Saved data entries:

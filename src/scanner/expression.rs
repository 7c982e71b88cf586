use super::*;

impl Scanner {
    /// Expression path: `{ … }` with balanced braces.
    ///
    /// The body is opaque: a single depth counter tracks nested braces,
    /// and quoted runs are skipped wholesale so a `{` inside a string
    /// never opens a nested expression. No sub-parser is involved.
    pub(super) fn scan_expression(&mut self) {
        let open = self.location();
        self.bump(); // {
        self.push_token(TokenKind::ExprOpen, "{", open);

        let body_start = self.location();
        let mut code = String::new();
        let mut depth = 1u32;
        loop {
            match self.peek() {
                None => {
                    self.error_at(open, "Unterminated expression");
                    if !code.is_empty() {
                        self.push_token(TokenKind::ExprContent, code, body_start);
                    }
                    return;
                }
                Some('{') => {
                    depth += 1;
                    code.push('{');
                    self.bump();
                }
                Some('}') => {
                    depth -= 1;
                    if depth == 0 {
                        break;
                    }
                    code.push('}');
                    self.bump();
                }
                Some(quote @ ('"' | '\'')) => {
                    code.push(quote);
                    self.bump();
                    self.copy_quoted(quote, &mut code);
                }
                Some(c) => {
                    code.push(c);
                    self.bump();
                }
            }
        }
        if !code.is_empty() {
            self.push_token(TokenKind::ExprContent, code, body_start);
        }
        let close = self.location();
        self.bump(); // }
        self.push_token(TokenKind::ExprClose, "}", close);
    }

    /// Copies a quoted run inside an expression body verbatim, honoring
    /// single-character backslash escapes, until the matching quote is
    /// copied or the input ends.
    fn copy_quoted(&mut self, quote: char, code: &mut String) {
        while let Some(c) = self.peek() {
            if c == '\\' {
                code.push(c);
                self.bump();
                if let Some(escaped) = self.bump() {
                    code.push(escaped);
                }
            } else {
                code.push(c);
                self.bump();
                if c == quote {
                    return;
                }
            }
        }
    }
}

---

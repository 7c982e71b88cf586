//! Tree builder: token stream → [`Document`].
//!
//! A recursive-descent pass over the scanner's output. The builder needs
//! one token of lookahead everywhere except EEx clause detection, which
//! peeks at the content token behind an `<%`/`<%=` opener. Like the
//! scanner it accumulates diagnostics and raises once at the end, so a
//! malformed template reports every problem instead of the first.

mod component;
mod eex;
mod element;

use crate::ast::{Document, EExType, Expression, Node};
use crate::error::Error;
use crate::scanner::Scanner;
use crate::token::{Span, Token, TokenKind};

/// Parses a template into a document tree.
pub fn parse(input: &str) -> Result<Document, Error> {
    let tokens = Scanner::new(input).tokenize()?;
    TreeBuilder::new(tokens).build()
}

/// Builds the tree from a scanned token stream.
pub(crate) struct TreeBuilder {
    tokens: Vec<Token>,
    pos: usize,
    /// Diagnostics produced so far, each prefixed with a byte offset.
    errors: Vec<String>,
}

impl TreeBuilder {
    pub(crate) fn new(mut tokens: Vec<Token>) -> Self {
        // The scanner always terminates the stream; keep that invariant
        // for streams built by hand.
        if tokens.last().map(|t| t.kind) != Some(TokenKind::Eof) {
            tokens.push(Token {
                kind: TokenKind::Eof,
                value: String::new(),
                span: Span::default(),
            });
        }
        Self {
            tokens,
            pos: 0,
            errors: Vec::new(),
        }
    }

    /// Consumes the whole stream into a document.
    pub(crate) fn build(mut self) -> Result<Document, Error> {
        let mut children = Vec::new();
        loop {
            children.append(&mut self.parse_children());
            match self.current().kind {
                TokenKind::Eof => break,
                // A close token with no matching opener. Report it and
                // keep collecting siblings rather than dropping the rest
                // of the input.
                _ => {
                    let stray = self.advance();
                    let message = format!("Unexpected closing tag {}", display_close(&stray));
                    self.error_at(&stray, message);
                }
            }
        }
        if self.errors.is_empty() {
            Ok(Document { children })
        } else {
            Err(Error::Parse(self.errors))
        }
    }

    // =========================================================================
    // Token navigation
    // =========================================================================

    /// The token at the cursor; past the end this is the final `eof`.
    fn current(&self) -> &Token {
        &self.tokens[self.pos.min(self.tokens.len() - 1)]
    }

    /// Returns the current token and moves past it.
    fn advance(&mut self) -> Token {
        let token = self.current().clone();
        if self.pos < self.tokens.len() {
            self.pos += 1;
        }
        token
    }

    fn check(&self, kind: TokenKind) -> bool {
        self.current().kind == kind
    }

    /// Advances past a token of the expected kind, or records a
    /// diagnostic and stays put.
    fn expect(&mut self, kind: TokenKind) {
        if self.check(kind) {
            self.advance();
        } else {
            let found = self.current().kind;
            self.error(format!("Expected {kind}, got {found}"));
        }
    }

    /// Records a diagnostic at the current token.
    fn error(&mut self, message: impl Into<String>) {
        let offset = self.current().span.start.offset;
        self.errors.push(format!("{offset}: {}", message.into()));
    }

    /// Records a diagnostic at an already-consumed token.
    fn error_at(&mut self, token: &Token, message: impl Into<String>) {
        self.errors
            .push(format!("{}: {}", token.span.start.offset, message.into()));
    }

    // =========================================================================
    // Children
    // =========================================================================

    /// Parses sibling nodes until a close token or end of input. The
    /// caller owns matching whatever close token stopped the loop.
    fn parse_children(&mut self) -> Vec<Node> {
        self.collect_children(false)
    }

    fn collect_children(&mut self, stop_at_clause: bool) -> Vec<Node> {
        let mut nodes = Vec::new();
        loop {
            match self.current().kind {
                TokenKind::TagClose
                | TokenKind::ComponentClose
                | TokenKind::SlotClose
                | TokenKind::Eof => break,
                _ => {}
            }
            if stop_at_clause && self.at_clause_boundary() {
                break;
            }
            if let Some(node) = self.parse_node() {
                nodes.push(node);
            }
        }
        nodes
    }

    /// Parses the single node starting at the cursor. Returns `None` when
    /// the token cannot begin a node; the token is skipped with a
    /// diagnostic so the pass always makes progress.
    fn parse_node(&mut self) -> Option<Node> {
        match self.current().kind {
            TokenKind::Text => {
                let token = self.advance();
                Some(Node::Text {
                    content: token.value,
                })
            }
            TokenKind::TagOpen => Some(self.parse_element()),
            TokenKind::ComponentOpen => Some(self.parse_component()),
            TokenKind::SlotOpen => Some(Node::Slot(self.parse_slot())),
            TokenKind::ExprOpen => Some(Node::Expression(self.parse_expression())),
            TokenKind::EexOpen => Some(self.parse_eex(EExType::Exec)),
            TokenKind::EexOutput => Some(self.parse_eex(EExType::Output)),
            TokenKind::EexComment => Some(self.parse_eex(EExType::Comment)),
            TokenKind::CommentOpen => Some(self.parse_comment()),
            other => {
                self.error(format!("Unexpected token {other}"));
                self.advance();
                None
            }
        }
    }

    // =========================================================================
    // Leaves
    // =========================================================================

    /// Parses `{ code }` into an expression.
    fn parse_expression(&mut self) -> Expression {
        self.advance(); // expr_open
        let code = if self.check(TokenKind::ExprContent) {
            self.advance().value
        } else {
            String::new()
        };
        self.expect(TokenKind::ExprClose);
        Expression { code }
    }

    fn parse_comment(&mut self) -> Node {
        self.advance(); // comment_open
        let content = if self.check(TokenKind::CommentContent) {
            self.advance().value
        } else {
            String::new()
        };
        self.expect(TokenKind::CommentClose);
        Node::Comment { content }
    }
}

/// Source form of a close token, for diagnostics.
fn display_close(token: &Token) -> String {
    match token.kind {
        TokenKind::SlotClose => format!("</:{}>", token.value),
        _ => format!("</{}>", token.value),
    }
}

▶ About this task: Show each line of the data that contains the string "template".

▶ Exercise result:
//! malformed template reports every problem instead of the first.
/// Parses a template into a document tree.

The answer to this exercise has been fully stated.